We acquired GreenHouse Holdings on March 5, 2012. Additionally, we acquired Ecological, LLC ("Ecological"), on December 31, 2012. GHH and Ecological form our Energy and Sustainability Solutions business segment, which consists of "vertical operations" including Energy and Sustainable Infrastructure. The Energy and Sustainability Solutions segment has as its primary focus, energy related solutions. Automated Demand Response ("ADR") and Demand Side Management ("DSM") are key focus points for energy efficiency today and are expected to be a substantial market within this decade. The Energy and Sustainability Solutions division is strategically positioned to take advantage of this growing sector as it currently leads ADR programs for utilities in California as a technical coordinator. Demand-Side Management refers to a vast suite of solutions all focused on promoting the optimized consumption of utility-delivered resources (electricity, water, gas etc.). These solutions range from high-level site assessments to the implementation of alternative or renewable on-site generation and everything in-between. Auto-Demand Response is a rapidly growing sub-set of DSM. ADR programs are offered in varying forms nation-wide as a means of curbing the need to build costly electric utility generation and transmission infrastructure. During conditions when a utility or independent grid operator forecasts supply shortages or congestion, utility customers can save money and in some cases earn revenue by reducing their consumption of electricity. Auto-DR takes utility customer participation to safer and more reliable levels, by the integration of automation into the load-shed process.

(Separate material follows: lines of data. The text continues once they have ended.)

//! Single counter scenarios against the in-process store.

use redis_counter::{CounterError, Float64Counter, Int64Counter, MemoryStore};

#[test]
fn test_missing_key_reads_zero_and_stays_unknown() {
    let store = MemoryStore::new();
    let mut bob = Int64Counter::key(&store, "Bob").unwrap();

    assert_eq!(bob.get().unwrap(), 0);
    assert_eq!(bob.last_value(), None);
    assert_eq!(bob.to_string(), "Bob = NaN");
    assert!(!bob.exists().unwrap());
}

#[test]
fn test_add_to_existing_text_value() {
    let store = MemoryStore::new();
    store.set_string("Bob", "123");
    let mut bob = Int64Counter::key(&store, "Bob").unwrap();

    assert_eq!(bob.get().unwrap(), 123);
    assert_eq!(bob.add(555).unwrap(), 678);
    assert_eq!(bob.to_string(), "Bob = 678");
    assert_eq!(store.get_string("Bob").as_deref(), Some("678"));
}

#[test]
fn test_int_key_lifecycle() {
    let store = MemoryStore::new();
    let mut c = Int64Counter::key(&store, "visits").unwrap();

    c.set(10).unwrap();
    assert_eq!(c.last_value(), Some(10));
    assert_eq!(c.increment().unwrap(), 11);
    assert_eq!(c.decrement().unwrap(), 10);
    assert_eq!(c.sub(15).unwrap(), -5);
    assert!(c.exists().unwrap());
    // exists forgets the last value
    assert_eq!(c.last_value(), None);

    c.delete().unwrap();
    assert!(!c.exists().unwrap());
    assert_eq!(c.get().unwrap(), 0);
}

#[test]
fn test_float_field_formatting() {
    let store = MemoryStore::new();
    let mut c = Float64Counter::field(&store, "Key", "Bob").unwrap();

    assert_eq!(c.to_string(), "Key[Bob] = NaN");
    c.set(1.5).unwrap();
    assert_eq!(c.to_string(), "Key[Bob] = 1.500000");
    assert_eq!(c.add(0.25).unwrap(), 1.75);
    assert_eq!(c.sub(0.75).unwrap(), 1.0);
    assert_eq!(c.increment().unwrap(), 2.0);
    assert_eq!(c.to_string(), "Key[Bob] = 2.000000");
    assert_eq!(store.get_field("Key", "Bob").as_deref(), Some("2"));
}

#[test]
fn test_float_key_reads_integer_text() {
    let store = MemoryStore::new();
    store.set_string("temp", "21");
    let mut c = Float64Counter::key(&store, "temp").unwrap();
    assert_eq!(c.get().unwrap(), 21.0);
    assert_eq!(c.decrement().unwrap(), 20.0);
}

#[test]
fn test_non_numeric_value_resets_last_value() {
    let store = MemoryStore::new();
    store.set_field("Key", "George", "1");
    let mut c = Int64Counter::field(&store, "Key", "George").unwrap();
    assert_eq!(c.get().unwrap(), 1);

    store.set_field("Key", "George", "Gary");
    let err = c.get().unwrap_err();
    assert!(err.is_not_a_number(), "got {:?}", err);
    assert_eq!(c.last_value(), None);
    assert_eq!(c.to_string(), "Key[George] = NaN");

    match c.increment() {
        Err(CounterError::Store(msg)) => assert_eq!(msg, "ERR hash value is not an integer"),
        other => panic!("expected store error, got {:?}", other),
    }
}

#[test]
fn test_sub_of_min_on_field_overflows_before_sending() {
    let store = MemoryStore::new();
    let mut c = Int64Counter::field(&store, "Key", "Bob").unwrap();
    c.set(5).unwrap();
    let before = store.commands_processed();

    assert!(matches!(c.sub(i64::MIN), Err(CounterError::Overflow)));
    assert_eq!(store.commands_processed(), before);
    assert_eq!(c.last_value(), None);
}

#[test]
fn test_construction_errors() {
    let store = MemoryStore::new();
    assert_eq!(Int64Counter::key(&store, "").unwrap_err().to_string(), "Empty redis key");
    assert_eq!(
        Float64Counter::field(&store, "Key", "").unwrap_err().to_string(),
        "Empty redis field"
    );
    assert_eq!(
        Float64Counter::field(&store, "", "Bob").unwrap_err().to_string(),
        "Empty redis key"
    );
}

#[test]
fn test_counters_share_one_store() {
    let store = MemoryStore::new();
    let mut a = Int64Counter::key(store.clone(), "shared").unwrap();
    let mut b = Int64Counter::key(store.clone(), "shared").unwrap();

    a.increment().unwrap();
    assert_eq!(b.increment().unwrap(), 2);
    // a has not observed b's write
    assert_eq!(a.last_value(), Some(1));
    assert_eq!(a.get().unwrap(), 2);
}

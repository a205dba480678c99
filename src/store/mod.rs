//! An in-process store speaking the counter command subset.
//!
//! `MemoryStore` is a cheap-to-clone handle on one shared keyspace. It is a
//! `Connection` in its own right: each command is encoded to RESP, parsed
//! back and executed, so it exercises the same framing a socket would. The
//! TCP server in `server` serves the same keyspace to remote clients.

mod command;
mod keyspace;
pub mod server;

pub use command::StoreCommand;
pub use keyspace::{Keyspace, Value};

use crate::redis::{Command, Connection, Reply, RespParser, RespValue, TransportError};
use ahash::AHashMap;
use bytes::BytesMut;
use parking_lot::RwLock;
use std::sync::Arc;

#[derive(Debug, Clone, Default)]
pub struct MemoryStore {
    keyspace: Arc<RwLock<Keyspace>>,
}

impl MemoryStore {
    pub fn new() -> Self {
        Self::default()
    }

    /// Execute one parsed command.
    pub fn apply(&self, cmd: &StoreCommand) -> RespValue {
        self.keyspace.write().execute(cmd)
    }

    /// Execute one request frame, answering protocol problems with an
    /// error reply the way a server does.
    pub fn apply_resp(&self, request: &RespValue) -> RespValue {
        match StoreCommand::from_resp(request) {
            Ok(cmd) => self.apply(&cmd),
            Err(msg) => RespValue::err(msg),
        }
    }

    fn round_trip(&self, command: &Command) -> Result<Reply, TransportError> {
        let mut buf = BytesMut::new();
        command.encode_into(&mut buf);
        let request = RespParser::parse_buf(&mut buf)
            .map_err(TransportError::Protocol)?
            .ok_or_else(|| TransportError::Protocol("incomplete request frame".to_string()))?;
        Ok(Reply::from(self.apply_resp(&request)))
    }

    pub fn len(&self) -> usize {
        self.keyspace.read().len()
    }

    pub fn is_empty(&self) -> bool {
        self.keyspace.read().is_empty()
    }

    pub fn commands_processed(&self) -> u64 {
        self.keyspace.read().commands_processed()
    }

    pub fn flush(&self) {
        self.apply(&StoreCommand::FlushDb);
    }

    /// Write raw text under a top-level key, bypassing the command path.
    pub fn set_string(&self, key: &str, text: &str) {
        self.keyspace
            .write()
            .insert(key, Value::String(text.as_bytes().to_vec()));
    }

    /// Write raw text into a hash field, replacing any non-hash value.
    pub fn set_field(&self, key: &str, field: &str, text: &str) {
        let mut keyspace = self.keyspace.write();
        let mut hash = match keyspace.get(key) {
            Some(Value::Hash(h)) => h.clone(),
            _ => AHashMap::new(),
        };
        hash.insert(field.to_string(), text.as_bytes().to_vec());
        keyspace.insert(key, Value::Hash(hash));
    }

    pub fn get_string(&self, key: &str) -> Option<String> {
        match self.keyspace.read().get(key) {
            Some(Value::String(s)) => Some(String::from_utf8_lossy(s).into_owned()),
            _ => None,
        }
    }

    pub fn get_field(&self, key: &str, field: &str) -> Option<String> {
        match self.keyspace.read().get(key) {
            Some(Value::Hash(h)) => h.get(field).map(|v| String::from_utf8_lossy(v).into_owned()),
            _ => None,
        }
    }
}

impl Connection for MemoryStore {
    fn execute(&self, command: &Command) -> Result<Reply, TransportError> {
        self.round_trip(command)
    }

    fn pipeline(&self, commands: &[Command]) -> Result<Vec<Reply>, TransportError> {
        commands.iter().map(|c| self.round_trip(c)).collect()
    }
}

#[cfg(test)]
mod tests {
    use super::*;

    #[test]
    fn test_connection_round_trip() {
        let store = MemoryStore::new();
        let reply = store
            .execute(&Command::new("INCRBY").str_arg("a").str_arg("4"))
            .unwrap();
        assert_eq!(reply, Reply::Integer(4));
        assert_eq!(store.get_string("a").as_deref(), Some("4"));
    }

    #[test]
    fn test_pipeline_keeps_order_and_errors_inline() {
        let store = MemoryStore::new();
        store.set_string("bad", "Gary");
        let replies = store
            .pipeline(&[
                Command::new("INCR").str_arg("a"),
                Command::new("INCR").str_arg("bad"),
                Command::new("GET").str_arg("a"),
            ])
            .unwrap();
        assert_eq!(replies[0], Reply::Integer(1));
        assert!(matches!(&replies[1], Reply::Error(msg) if msg.starts_with("ERR value is not")));
        assert_eq!(replies[2].as_text(), Some("1"));
    }

    #[test]
    fn test_clones_share_one_keyspace() {
        let store = MemoryStore::new();
        let other = store.clone();
        other.set_field("h", "f", "1");
        store.set_field("h", "g", "2");
        assert_eq!(store.get_field("h", "f").as_deref(), Some("1"));
        assert_eq!(other.get_field("h", "g").as_deref(), Some("2"));
        store.flush();
        assert!(other.is_empty());
    }
}
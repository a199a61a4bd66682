//! Behavioural tests for the `suiterun` binary.
#![cfg(unix)]

#[path = "common/job_dir.rs"]
mod job_dir;

use assert_cmd::Command;
use assert_cmd::cargo::cargo_bin_cmd;
use predicates::str::contains;

use job_dir::Project;

fn suiterun(project: &Project) -> Command {
    let mut cmd = cargo_bin_cmd!("suiterun");
    cmd.current_dir(project.root());
    for var in [
        "SUITERUN_JOBS_DIR",
        "SUITERUN_RECURSIVE",
        "SUITERUN_JOB_TIMEOUT_SECS",
        "SUITERUN_COLOR",
        "SUITERUN_STREAM_OUTPUT",
        "SUITERUN_NOTIFY_SEND",
        "SUITERUN_NOTIFY_COMMAND",
        "SUITERUN_NOTIFY_ALERT_COMMAND",
        "SUITERUN_VERBOSE",
        "SUITERUN_LOG",
    ] {
        cmd.env_remove(var);
    }
    cmd
}

#[test]
fn failing_job_in_the_middle_is_reported_and_later_jobs_still_run() {
    let project = Project::new();
    project.add_logging_job("a.sh", 0);
    project.add_logging_job("b.sh", 1);
    project.add_logging_job("c.sh", 0);

    suiterun(&project).assert().code(1).stdout(concat!(
        "RUNNING tests/a.sh\n",
        "PASSED tests/a.sh\n",
        "RUNNING tests/b.sh\n",
        "FAILED tests/b.sh (exit status 1)\n",
        "RUNNING tests/c.sh\n",
        "PASSED tests/c.sh\n",
        "ERROR: 1 OUT OF 3 TEST(S) FAILED.\n",
    ));

    assert_eq!(project.ran(), ["a.sh", "b.sh", "c.sh"]);
}

#[test]
fn all_passing_jobs_exit_zero() {
    let project = Project::new();
    project.add_job("one.sh", 0);
    project.add_job("two.sh", 0);

    suiterun(&project)
        .assert()
        .success()
        .stdout(contains("SUCCESS: 2 TEST(S) PASSED.\n"));
}

#[test]
fn empty_job_directory_is_a_success() {
    let project = Project::new();

    suiterun(&project)
        .assert()
        .success()
        .stdout("SUCCESS: 0 TEST(S) PASSED.\n");
}

#[test]
fn missing_job_directory_fails_before_running_anything() {
    let project = Project::without_jobs_dir();

    suiterun(&project)
        .assert()
        .code(1)
        .stdout("")
        .stderr(contains("job discovery failed: job directory missing: tests"));
}

#[test]
fn job_output_is_streamed_through() {
    let project = Project::new();
    project.add_script("talk.sh", "#!/bin/sh\necho hello from the job\nexit 0\n");

    suiterun(&project)
        .assert()
        .success()
        .stdout(contains("hello from the job"));
}

#[test]
fn quiet_flag_hides_running_lines() {
    let project = Project::new();
    project.add_job("a.sh", 0);
    project.add_job("b.sh", 3);

    suiterun(&project).arg("--quiet").assert().code(1).stdout(concat!(
        "PASSED tests/a.sh\n",
        "FAILED tests/b.sh (exit status 3)\n",
        "ERROR: 1 OUT OF 2 TEST(S) FAILED.\n",
    ));
}

#[test]
fn quiet_can_come_from_the_environment() {
    let project = Project::new();
    project.add_job("a.sh", 0);

    suiterun(&project)
        .env("SUITERUN_VERBOSE", "false")
        .assert()
        .success()
        .stdout("PASSED tests/a.sh\nSUCCESS: 1 TEST(S) PASSED.\n");
}

#[test]
fn list_flag_prints_jobs_without_running_them() {
    let project = Project::new();
    project.add_logging_job("b.sh", 1);
    project.add_logging_job("a.sh", 0);

    suiterun(&project)
        .arg("--list")
        .assert()
        .success()
        .stdout("tests/a.sh\ntests/b.sh\n");

    assert!(project.ran().is_empty(), "--list must not execute jobs");
}

#[test]
fn jobs_dir_can_come_from_the_environment() {
    let project = Project::new();
    project.add_script("../ci/only.sh", "#!/bin/sh\nexit 0\n");

    suiterun(&project)
        .env("SUITERUN_JOBS_DIR", "ci")
        .assert()
        .success()
        .stdout(contains("PASSED ci/only.sh"));
}

#[test]
fn recursive_flag_finds_nested_jobs() {
    let project = Project::new();
    project.add_job("top.sh", 0);
    project.add_job("nested/inner.sh", 2);

    suiterun(&project)
        .arg("--recursive")
        .assert()
        .code(1)
        .stdout(contains("FAILED tests/nested/inner.sh (exit status 2)"))
        .stdout(contains("ERROR: 1 OUT OF 2 TEST(S) FAILED."));
}

#[test]
fn timeout_flag_fails_hanging_jobs() {
    let project = Project::new();
    project.add_script("hang.sh", "#!/bin/sh\nsleep 30\nexit 0\n");
    project.add_job("z-after.sh", 0);

    suiterun(&project)
        .timeout(std::time::Duration::from_secs(20))
        .args(["--timeout", "1"])
        .assert()
        .code(1)
        .stdout(contains("FAILED tests/hang.sh (timed out after 1s)"))
        .stdout(contains("PASSED tests/z-after.sh"));
}

#[test]
fn invalid_colour_configuration_is_reported() {
    let project = Project::new();

    suiterun(&project)
        .env("SUITERUN_COLOR", "rainbow")
        .assert()
        .code(1)
        .stderr(contains("SUITERUN_COLOR"));
}
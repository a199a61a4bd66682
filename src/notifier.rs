//! Progress and summary notifications.
//!
//! Messages carry one of four [`Level`]s. `state` messages may be dropped by
//! a sink, `inform` is informative, `confirm` signals success and `alert`
//! signals an error. The aggregator only talks to the [`Notifier`] trait;
//! the binary decides which sinks are active.

use std::ffi::OsString;
use std::fmt;
use std::io::{self, IsTerminal, Write};
use std::str::FromStr;

use thiserror::Error;
use tracing::{debug, warn};

use crate::runner::{CommandRunner, render_command};

/// Placeholder replaced with the message text in command templates.
pub const MESSAGE_PLACEHOLDER: &str = "{message}";

/// Severity of a notification.
#[derive(Clone, Copy, Debug, Eq, PartialEq, Hash)]
pub enum Level {
    /// Progress chatter that a sink may ignore.
    State,
    /// Informative message.
    Inform,
    /// Confirmation of success.
    Confirm,
    /// Error report.
    Alert,
}

impl fmt::Display for Level {
    fn fmt(&self, f: &mut fmt::Formatter<'_>) -> fmt::Result {
        f.write_str(match self {
            Self::State => "state",
            Self::Inform => "inform",
            Self::Confirm => "confirm",
            Self::Alert => "alert",
        })
    }
}

/// Sink for progress and summary messages.
pub trait Notifier {
    /// Delivers `message` at `level`. Delivery failures are the sink's
    /// concern and never surface to the caller.
    fn notify(&self, level: Level, message: &str);

    /// Sends a notification that may be ignored.
    fn state(&self, message: &str) {
        self.notify(Level::State, message);
    }

    /// Sends an informative notification.
    fn inform(&self, message: &str) {
        self.notify(Level::Inform, message);
    }

    /// Sends a confirmation/success notification.
    fn confirm(&self, message: &str) {
        self.notify(Level::Confirm, message);
    }

    /// Sends an error notification.
    fn alert(&self, message: &str) {
        self.notify(Level::Alert, message);
    }
}

impl<N: Notifier + ?Sized> Notifier for &N {
    fn notify(&self, level: Level, message: &str) {
        (**self).notify(level, message);
    }
}

impl<N: Notifier + ?Sized> Notifier for Box<N> {
    fn notify(&self, level: Level, message: &str) {
        (**self).notify(level, message);
    }
}

/// When to wrap stdio messages in ANSI colour.
#[derive(Clone, Copy, Debug, Default, Eq, PartialEq)]
pub enum ColorChoice {
    /// Colour only when stdout is a terminal.
    #[default]
    Auto,
    /// Always colour.
    Always,
    /// Never colour.
    Never,
}

impl ColorChoice {
    /// Resolves the choice against whether the output is a terminal.
    #[must_use]
    pub const fn enabled(self, is_terminal: bool) -> bool {
        match self {
            Self::Auto => is_terminal,
            Self::Always => true,
            Self::Never => false,
        }
    }
}

/// Raised when a colour mode is not `auto`, `always` or `never`.
#[derive(Clone, Debug, Error, Eq, PartialEq)]
#[error("unknown colour mode `{0}`: expected auto, always or never")]
pub struct ParseColorChoiceError(pub String);

impl FromStr for ColorChoice {
    type Err = ParseColorChoiceError;

    fn from_str(value: &str) -> Result<Self, Self::Err> {
        match value.trim().to_ascii_lowercase().as_str() {
            "auto" => Ok(Self::Auto),
            "always" => Ok(Self::Always),
            "never" => Ok(Self::Never),
            _ => Err(ParseColorChoiceError(value.to_owned())),
        }
    }
}

/// Writes every message as one line on standard output.
#[derive(Clone, Copy, Debug, Default, Eq, PartialEq)]
pub struct StdioNotifier {
    color: bool,
}

impl StdioNotifier {
    /// Creates a notifier, resolving `choice` against the current stdout.
    #[must_use]
    pub fn new(choice: ColorChoice) -> Self {
        Self {
            color: choice.enabled(io::stdout().is_terminal()),
        }
    }

    /// Creates a notifier that never emits escape sequences.
    #[must_use]
    pub const fn plain() -> Self {
        Self { color: false }
    }

    /// Formats `message` the way it appears on the terminal.
    #[must_use]
    pub fn render(&self, level: Level, message: &str) -> String {
        if !self.color {
            return message.to_owned();
        }

        let code = match level {
            Level::State => 7,
            Level::Inform => 6,
            Level::Confirm => 2,
            Level::Alert => 1,
        };
        format!(
            "\u{1b}[0;{bg}m  \u{1b}[0;1;{fg}m {message}\u{1b}[0m",
            bg = code + 40,
            fg = code + 30
        )
    }
}

impl Notifier for StdioNotifier {
    fn notify(&self, level: Level, message: &str) {
        let line = self.render(level, message);
        let mut stdout = io::stdout().lock();
        writeln!(stdout, "{line}").ok();
        stdout.flush().ok();
    }
}

/// Errors raised while building a [`CommandNotifier`].
#[derive(Clone, Debug, Error, Eq, PartialEq)]
pub enum NotifierError {
    /// Raised when a level has no template and no fallback is configured.
    #[error("no command configured for {level} notifications and no fallback given")]
    MissingTemplate {
        /// Level lacking a template.
        level: Level,
    },
    /// Raised when a template has no program.
    #[error("the {level} notification command is empty")]
    EmptyTemplate {
        /// Level whose template is empty.
        level: Level,
    },
}

/// Argument templates for a [`CommandNotifier`].
///
/// Each template is a program followed by its arguments. Levels left as
/// `None` use `fallback`.
#[derive(Clone, Debug, Default, Eq, PartialEq)]
pub struct CommandTemplates {
    /// Template for `state` messages.
    pub state: Option<Vec<String>>,
    /// Template for `inform` messages.
    pub inform: Option<Vec<String>>,
    /// Template for `confirm` messages.
    pub confirm: Option<Vec<String>>,
    /// Template for `alert` messages.
    pub alert: Option<Vec<String>>,
    /// Template for any level without its own.
    pub fallback: Option<Vec<String>>,
}

impl CommandTemplates {
    /// Splits a whitespace-separated command line into a template.
    #[must_use]
    pub fn split(command: &str) -> Vec<String> {
        command.split_whitespace().map(str::to_owned).collect()
    }

    /// Templates that drive the `notify-send` desktop utility.
    #[must_use]
    pub fn notify_send() -> Self {
        let with_urgency = |urgency: &str| {
            ["notify-send", "-c", "suiterun", "-u", urgency, MESSAGE_PLACEHOLDER]
                .map(str::to_owned)
                .to_vec()
        };
        Self {
            state: Some(with_urgency("low")),
            inform: Some(with_urgency("normal")),
            confirm: Some(with_urgency("normal")),
            alert: Some(with_urgency("critical")),
            fallback: None,
        }
    }

    const fn for_level(&self, level: Level) -> Option<&Vec<String>> {
        let specific = match level {
            Level::State => self.state.as_ref(),
            Level::Inform => self.inform.as_ref(),
            Level::Confirm => self.confirm.as_ref(),
            Level::Alert => self.alert.as_ref(),
        };
        match specific {
            Some(template) => Some(template),
            None => self.fallback.as_ref(),
        }
    }
}

/// Sends each notification by running an external command.
#[derive(Clone, Debug)]
pub struct CommandNotifier<R: CommandRunner> {
    templates: CommandTemplates,
    runner: R,
}

impl<R: CommandRunner> CommandNotifier<R> {
    /// Validates `templates` and wires them to `runner`.
    ///
    /// # Errors
    ///
    /// Returns [`NotifierError::MissingTemplate`] when a level has neither
    /// its own template nor a fallback, and
    /// [`NotifierError::EmptyTemplate`] when a template names no program.
    pub fn new(templates: CommandTemplates, runner: R) -> Result<Self, NotifierError> {
        for level in [Level::State, Level::Inform, Level::Confirm, Level::Alert] {
            let template = templates
                .for_level(level)
                .ok_or(NotifierError::MissingTemplate { level })?;
            if template.first().is_none_or(|program| program.trim().is_empty()) {
                return Err(NotifierError::EmptyTemplate { level });
            }
        }
        Ok(Self { templates, runner })
    }

    /// Returns the program and arguments used for `message` at `level`.
    #[must_use]
    pub fn command_for(&self, level: Level, message: &str) -> Option<(String, Vec<OsString>)> {
        let template = self.templates.for_level(level)?;
        let (program, rest) = template.split_first()?;
        let args = rest
            .iter()
            .map(|arg| OsString::from(arg.replace(MESSAGE_PLACEHOLDER, message)))
            .collect();
        Some((program.clone(), args))
    }
}

impl<R: CommandRunner> Notifier for CommandNotifier<R> {
    fn notify(&self, level: Level, message: &str) {
        let Some((program, args)) = self.command_for(level, message) else {
            return;
        };
        debug!(command = %render_command(&program, &args), %level, "sending notification");
        match self.runner.run(&program, &args) {
            Ok(output) if output.is_success() => {}
            Ok(output) => warn!(
                program,
                status = ?output.code,
                stderr = %output.stderr.trim(),
                "notification command failed"
            ),
            Err(err) => warn!(error = %err, "notification command could not run"),
        }
    }
}

/// Forwards every notification to each member in order.
///
/// A quiet group drops [`Level::State`] messages before they reach any
/// member.
#[derive(Default)]
pub struct GroupedNotifiers {
    notifiers: Vec<Box<dyn Notifier>>,
    quiet: bool,
}

impl GroupedNotifiers {
    /// Creates a group from `notifiers`.
    #[must_use]
    pub fn new(notifiers: Vec<Box<dyn Notifier>>) -> Self {
        Self {
            notifiers,
            quiet: false,
        }
    }

    /// Sets whether `state` messages are dropped.
    pub const fn set_quiet(&mut self, quiet: bool) {
        self.quiet = quiet;
    }

    /// Adds a member to the end of the group.
    pub fn push(&mut self, notifier: impl Notifier + 'static) {
        self.notifiers.push(Box::new(notifier));
    }

    /// Number of members.
    #[must_use]
    pub fn len(&self) -> usize {
        self.notifiers.len()
    }

    /// Returns `true` when the group has no members.
    #[must_use]
    pub fn is_empty(&self) -> bool {
        self.notifiers.is_empty()
    }
}

impl fmt::Debug for GroupedNotifiers {
    fn fmt(&self, f: &mut fmt::Formatter<'_>) -> fmt::Result {
        f.debug_struct("GroupedNotifiers")
            .field("len", &self.notifiers.len())
            .field("quiet", &self.quiet)
            .finish()
    }
}

impl Notifier for GroupedNotifiers {
    fn notify(&self, level: Level, message: &str) {
        if self.quiet && level == Level::State {
            return;
        }
        for notifier in &self.notifiers {
            notifier.notify(level, message);
        }
    }
}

In addition, the distributed generation and renewable energy markets are also experiencing significant growth beyond the commercial sector, and have become a focus of military leaders looking for cost savings and revenue generation from these projects as a part of the Federal Leadership in Environmental, Energy and Economic Performance Act. The Energy and Sustainability Solutions division has expertise in this area and is currently engaged in the delivery of multiple distributed generation and renewable energy projects.

Energy Capabilities

We support local utilities as a lead service provider for program management, installation and auditing.

We assist with the expansion of Integrated Demand Side Management (IDSM) programs into new regions as incentive programs are created and launched.

We are moving toward a "one stop shop" for energy efficiency solutions.

We provide program management and turnkey integration to other energy related companies, organizations and aggregators.

We cross sell our consulting services to existing and potential commercial, industrial and utility customers, offering services in support of all three "legs" of the utility stool:

(i) The demand side,
(ii) The production side, and
(iii) Operations, finance &accounting, business process & technology, and risk and compliance.

We conduct fully-integrated energy audits in conjunction with local utilities and turnkey integration of energy efficiency upgrades.

We develop and assist in executing alternative energy and energy efficiency projects to meet anticipated 2020 demands.

We develop and assist in executing solar and co-generation projects.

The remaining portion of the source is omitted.